---- Record set

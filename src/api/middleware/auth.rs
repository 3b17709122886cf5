//! JWT authentication and role middleware.

use axum::{
    extract::{Request, State},
    http::header,
    middleware::Next,
    response::Response,
};
use serde::{Deserialize, Serialize};
use uuid::Uuid;

use crate::error::AppError;
use crate::models::UserRole;
use crate::state::AppState;
use crate::utils::jwt::{Claims, validate_access_token};

/// Authenticated caller, inserted into request extensions by
/// [`auth_middleware`] and read in handlers with `Extension<AuthUser>`.
#[derive(Debug, Clone, PartialEq, Eq, Serialize, Deserialize)]
pub struct AuthUser {
    pub uuid: Uuid,
    pub email: String,
    pub name: String,
    pub role: UserRole,
}

impl TryFrom<Claims> for AuthUser {
    type Error = AppError;

    fn try_from(claims: Claims) -> Result<Self, Self::Error> {
        Ok(Self {
            uuid: claims.user_uuid()?,
            email: claims.email,
            name: claims.name,
            role: claims.role,
        })
    }
}

fn bearer_token(request: &Request) -> Result<&str, AppError> {
    let auth_header = request
        .headers()
        .get(header::AUTHORIZATION)
        .and_then(|h| h.to_str().ok())
        .ok_or_else(|| AppError::Unauthorized {
            message: "Missing authorization header".to_string(),
        })?;

    auth_header
        .strip_prefix("Bearer ")
        .map(str::trim)
        .filter(|token| !token.is_empty())
        .ok_or_else(|| AppError::Unauthorized {
            message: "Invalid authorization header format. Expected: Bearer <token>".to_string(),
        })
}

/// Requires a valid bearer access token.
///
/// # Headers
/// Expects: `Authorization: Bearer <token>`
///
/// # Errors
/// 401 when the header is missing or malformed, or the token is invalid,
/// expired or not an access token.
///
/// # Example
/// ```ignore
/// Router::new()
///     .route("/protected", get(handler))
///     .layer(middleware::from_fn_with_state(state.clone(), auth_middleware))
/// ```
pub async fn auth_middleware(
    State(state): State<AppState>,
    mut request: Request,
    next: Next,
) -> Result<Response, AppError> {
    let claims = validate_access_token(bearer_token(&request)?, &state.jwt_config.secret)?;
    let auth_user = AuthUser::try_from(claims)?;
    request.extensions_mut().insert(auth_user);

    Ok(next.run(request).await)
}

/// Requires the caller to be an admin. Must run after [`auth_middleware`].
pub async fn admin_middleware(request: Request, next: Next) -> Result<Response, AppError> {
    let auth_user = request
        .extensions()
        .get::<AuthUser>()
        .ok_or_else(|| AppError::Unauthorized {
            message: "Authentication required".to_string(),
        })?;

    if !auth_user.role.is_admin() {
        tracing::debug!(user_uuid = %auth_user.uuid, role = %auth_user.role, "Admin route refused");
        return Err(AppError::Forbidden {
            message: "Admin role required".to_string(),
        });
    }

    Ok(next.run(request).await)
}

#[cfg(test)]
mod tests {
    use super::*;
    use crate::utils::jwt::TokenType;
    use crate::utils::jwt::tests::test_user;
    use axum::body::Body;

    #[test]
    fn test_auth_user_from_claims() {
        let user = test_user(UserRole::Admin);
        let claims = Claims::new(&user, TokenType::Access, 1);

        let auth_user = AuthUser::try_from(claims).unwrap();
        assert_eq!(auth_user.uuid, user.uuid);
        assert_eq!(auth_user.email, "ada@example.com");
        assert_eq!(auth_user.name, "Ada");
        assert_eq!(auth_user.role, UserRole::Admin);
    }

    #[test]
    fn test_auth_user_rejects_non_uuid_subject() {
        let mut claims = Claims::new(&test_user(UserRole::User), TokenType::Access, 1);
        claims.sub = "123".to_string();
        assert!(matches!(
            AuthUser::try_from(claims),
            Err(AppError::Unauthorized { .. })
        ));
    }

    #[test]
    fn test_bearer_token_parsing() {
        let request = Request::builder()
            .header(header::AUTHORIZATION, "Bearer abc.def")
            .body(Body::empty())
            .unwrap();
        assert_eq!(bearer_token(&request).unwrap(), "abc.def");

        for value in ["Basic abc", "Bearer ", "bearer abc"] {
            let request = Request::builder()
                .header(header::AUTHORIZATION, value)
                .body(Body::empty())
                .unwrap();
            assert!(bearer_token(&request).is_err(), "{value:?} should be rejected");
        }

        let request = Request::builder().body(Body::empty()).unwrap();
        assert!(bearer_token(&request).is_err());
    }
}
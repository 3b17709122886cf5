use clap::Parser;
use colored::Colorize;

use vcard_rs::cli::{Cli, execute_command, init_logger_from_settings, load_and_merge_config};

#[tokio::main]
async fn main() -> anyhow::Result<()> {
    let cli = Cli::parse();

    let settings = match load_and_merge_config(&cli) {
        Ok(settings) => settings,
        Err(e) => {
            eprintln!("{} {}", "Configuration error:".red().bold(), e);
            std::process::exit(1);
        }
    };

    let _logger_guard = init_logger_from_settings(&settings)?;

    if let Err(e) = execute_command(&cli, settings).await {
        tracing::error!(error = %e, "Command failed");
        eprintln!("{} {}", "Error:".red().bold(), e);
        std::process::exit(1);
    }

    Ok(())
}
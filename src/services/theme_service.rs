//! Theme service: paging, lookup, creation, partial updates and logo upload.

use std::sync::Arc;

use validator::Validate;

use crate::error::{AppError, AppResult};
use crate::external::ImageConverter;
use crate::models::{NewTheme, Theme, ThemeOptionsUpdate, ThemeSummary};
use crate::repositories::ThemeRepository;

const UPLOAD_FAILED: &str = "Error uploading theme image.";

/// Tallest logo rendition the upload path will produce.
pub const MAX_LOGO_HEIGHT: u32 = 2048;

/// Position of a page within a result set.
#[derive(Debug, Clone, Copy, PartialEq, Eq)]
pub struct PageInfo {
    pub total_pages: i64,
    pub next_page: Option<i64>,
    pub prev_page: Option<i64>,
}

impl PageInfo {
    /// `page` is 1-based; `limit` must be positive.
    pub fn new(page: i64, limit: i64, total: i64) -> Self {
        let total_pages = if limit > 0 {
            (total.max(0) as u64).div_ceil(limit as u64) as i64
        } else {
            0
        };

        Self {
            total_pages,
            next_page: (page < total_pages).then_some(page + 1),
            prev_page: (page > 1).then_some(page - 1),
        }
    }
}

/// One page of theme summaries plus the counters a pager needs.
#[derive(Debug, Clone, PartialEq, Eq)]
pub struct ThemePage {
    pub themes: Vec<ThemeSummary>,
    pub total_themes: i64,
    pub page: PageInfo,
}

/// Parses the `height` sent alongside a logo upload. Accepts any decimal
/// number, rounds it, and requires the result to be a usable pixel height.
pub fn parse_logo_height(raw: &str) -> AppResult<u32> {
    let invalid = || AppError::Validation {
        field: "height".to_string(),
        reason: format!("Logo height must be a number between 1 and {}", MAX_LOGO_HEIGHT),
    };

    let value: f64 = raw.trim().parse().map_err(|_| invalid())?;
    if !value.is_finite() {
        return Err(invalid());
    }

    let rounded = value.round();
    if rounded < 1.0 || rounded > f64::from(MAX_LOGO_HEIGHT) {
        return Err(invalid());
    }
    Ok(rounded as u32)
}

#[derive(Clone)]
pub struct ThemeService {
    repo: ThemeRepository,
    converter: Arc<dyn ImageConverter>,
}

impl ThemeService {
    pub fn new(repo: ThemeRepository, converter: Arc<dyn ImageConverter>) -> Self {
        Self { repo, converter }
    }

    /// Lists theme summaries whose name contains `search`, case-insensitively
    /// and literally.
    ///
    /// # Arguments
    /// * `page` - 1-based page number
    /// * `limit` - page size
    /// * `search` - substring to look for; empty lists everything
    pub async fn get_themes_by_page_limit_and_search_query(
        &self,
        page: i64,
        limit: i64,
        search: &str,
    ) -> AppResult<ThemePage> {
        if page < 1 || limit < 1 {
            return Err(AppError::Validation {
                field: if page < 1 { "page" } else { "limit" }.to_string(),
                reason: "Must be at least 1".to_string(),
            });
        }

        let offset = (page - 1).saturating_mul(limit);
        let themes = self.repo.list(search, offset, limit).await?;
        let total_themes = self.repo.count(search).await?;

        tracing::debug!(
            page,
            limit,
            search,
            returned = themes.len(),
            total_themes,
            "Listed themes"
        );

        Ok(ThemePage {
            themes,
            total_themes,
            page: PageInfo::new(page, limit, total_themes),
        })
    }

    pub async fn get_theme_by_id(&self, theme_id: &str) -> AppResult<Theme> {
        self.repo
            .find_by_theme_id(theme_id)
            .await?
            .ok_or_else(|| AppError::theme_not_found(theme_id))
    }

    /// Creates a theme from a name alone; every other document starts at
    /// its defaults.
    pub async fn create_theme(&self, name: &str) -> AppResult<Theme> {
        let theme = self.repo.create(NewTheme::new(name)?).await?;
        tracing::info!(theme_id = %theme.theme_id, name = %theme.name, "Theme created");
        Ok(theme)
    }

    /// Applies a partial update given as raw JSON.
    ///
    /// Only `logo.size` is taken from a `logo` fragment.
    pub async fn update_theme_options_by_id(
        &self,
        theme_id: &str,
        options: serde_json::Value,
    ) -> AppResult<Theme> {
        let update = ThemeOptionsUpdate::from_value(options)?;
        update.validate()?;

        let (changeset, logo_size) = update.into_parts();
        let theme = self
            .repo
            .update_options(theme_id, changeset, logo_size)
            .await?
            .ok_or_else(|| AppError::theme_not_found(theme_id))?;

        tracing::info!(theme_id, "Theme options updated");
        Ok(theme)
    }

    /// Converts an uploaded logo and stores its renditions.
    ///
    /// Every failure, including an unknown theme, is reported as the same
    /// upload error; the cause is only logged.
    pub async fn update_theme_logo_by_id(
        &self,
        theme_id: &str,
        image: Vec<u8>,
        image_height: &str,
    ) -> AppResult<Theme> {
        match self.store_logo(theme_id, image, image_height).await {
            Ok(theme) => {
                tracing::info!(theme_id, "Theme logo updated");
                Ok(theme)
            }
            Err(e) => {
                tracing::warn!(theme_id, error = ?e, "Theme logo upload failed");
                Err(AppError::UnprocessableContent {
                    message: UPLOAD_FAILED.to_string(),
                })
            }
        }
    }

    async fn store_logo(&self, theme_id: &str, image: Vec<u8>, image_height: &str) -> AppResult<Theme> {
        let height = parse_logo_height(image_height)?;
        let format = self.converter.convert(image, height).await?;

        self.repo
            .update_logo_format(theme_id, &format)
            .await?
            .ok_or_else(|| AppError::theme_not_found(theme_id))
    }

    /// Deletes by exact id. A missing theme is `Ok(None)`.
    pub async fn delete_theme_by_id(&self, theme_id: &str) -> AppResult<Option<Theme>> {
        let deleted = self.repo.delete_by_theme_id(theme_id).await?;
        if deleted.is_some() {
            tracing::info!(theme_id, "Theme deleted");
        }
        Ok(deleted)
    }
}

#[cfg(test)]
mod tests {
    use super::*;
    use proptest::prelude::*;

    #[test]
    fn test_page_info_middle_page() {
        assert_eq!(
            PageInfo::new(2, 10, 25),
            PageInfo {
                total_pages: 3,
                next_page: Some(3),
                prev_page: Some(1),
            }
        );
    }

    #[test]
    fn test_page_info_boundaries() {
        let first = PageInfo::new(1, 10, 25);
        assert_eq!(first.prev_page, None);
        assert_eq!(first.next_page, Some(2));

        let last = PageInfo::new(3, 10, 25);
        assert_eq!(last.next_page, None);
        assert_eq!(last.prev_page, Some(2));

        let empty = PageInfo::new(1, 10, 0);
        assert_eq!(empty.total_pages, 0);
        assert_eq!(empty.next_page, None);
        assert_eq!(empty.prev_page, None);
    }

    #[test]
    fn test_page_past_the_end_still_links_back() {
        let info = PageInfo::new(9, 10, 25);
        assert_eq!(info.next_page, None);
        assert_eq!(info.prev_page, Some(8));
    }

    #[test]
    fn test_parse_logo_height() {
        assert_eq!(parse_logo_height("30").unwrap(), 30);
        assert_eq!(parse_logo_height(" 42 ").unwrap(), 42);
        assert_eq!(parse_logo_height("29.6").unwrap(), 30);
        assert_eq!(parse_logo_height("1e2").unwrap(), 100);

        for bad in ["", "abc", "0", "0.4", "-5", "NaN", "inf", "4096"] {
            assert!(
                matches!(parse_logo_height(bad), Err(AppError::Validation { .. })),
                "{bad:?} should be rejected"
            );
        }
    }

    proptest! {
        #[test]
        fn prop_total_pages_is_ceiling(limit in 1i64..500, total in 0i64..100_000) {
            let info = PageInfo::new(1, limit, total);
            prop_assert_eq!(info.total_pages, (total + limit - 1) / limit);
            prop_assert!(info.total_pages * limit >= total);
            prop_assert!((info.total_pages - 1).max(0) * limit < total.max(1));
        }

        #[test]
        fn prop_links_are_null_exactly_at_boundaries(
            limit in 1i64..100,
            total in 1i64..10_000,
            page_seed in 0i64..1000,
        ) {
            let total_pages = (total + limit - 1) / limit;
            let page = page_seed % total_pages + 1;
            let info = PageInfo::new(page, limit, total);

            prop_assert_eq!(info.prev_page.is_none(), page == 1);
            prop_assert_eq!(info.next_page.is_none(), page == total_pages);
            if let Some(next) = info.next_page {
                prop_assert_eq!(next, page + 1);
            }
            if let Some(prev) = info.prev_page {
                prop_assert_eq!(prev, page - 1);
            }
        }

        #[test]
        fn prop_integral_heights_parse_exactly(height in 1u32..=MAX_LOGO_HEIGHT) {
            prop_assert_eq!(parse_logo_height(&height.to_string()).unwrap(), height);
        }
    }
}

--------

Exercise aim:
Pull together all lines from the data that mention the word "builder".

Completed exercise:
        let request = Request::builder()
            let request = Request::builder()
        let request = Request::builder().body(Body::empty()).unwrap();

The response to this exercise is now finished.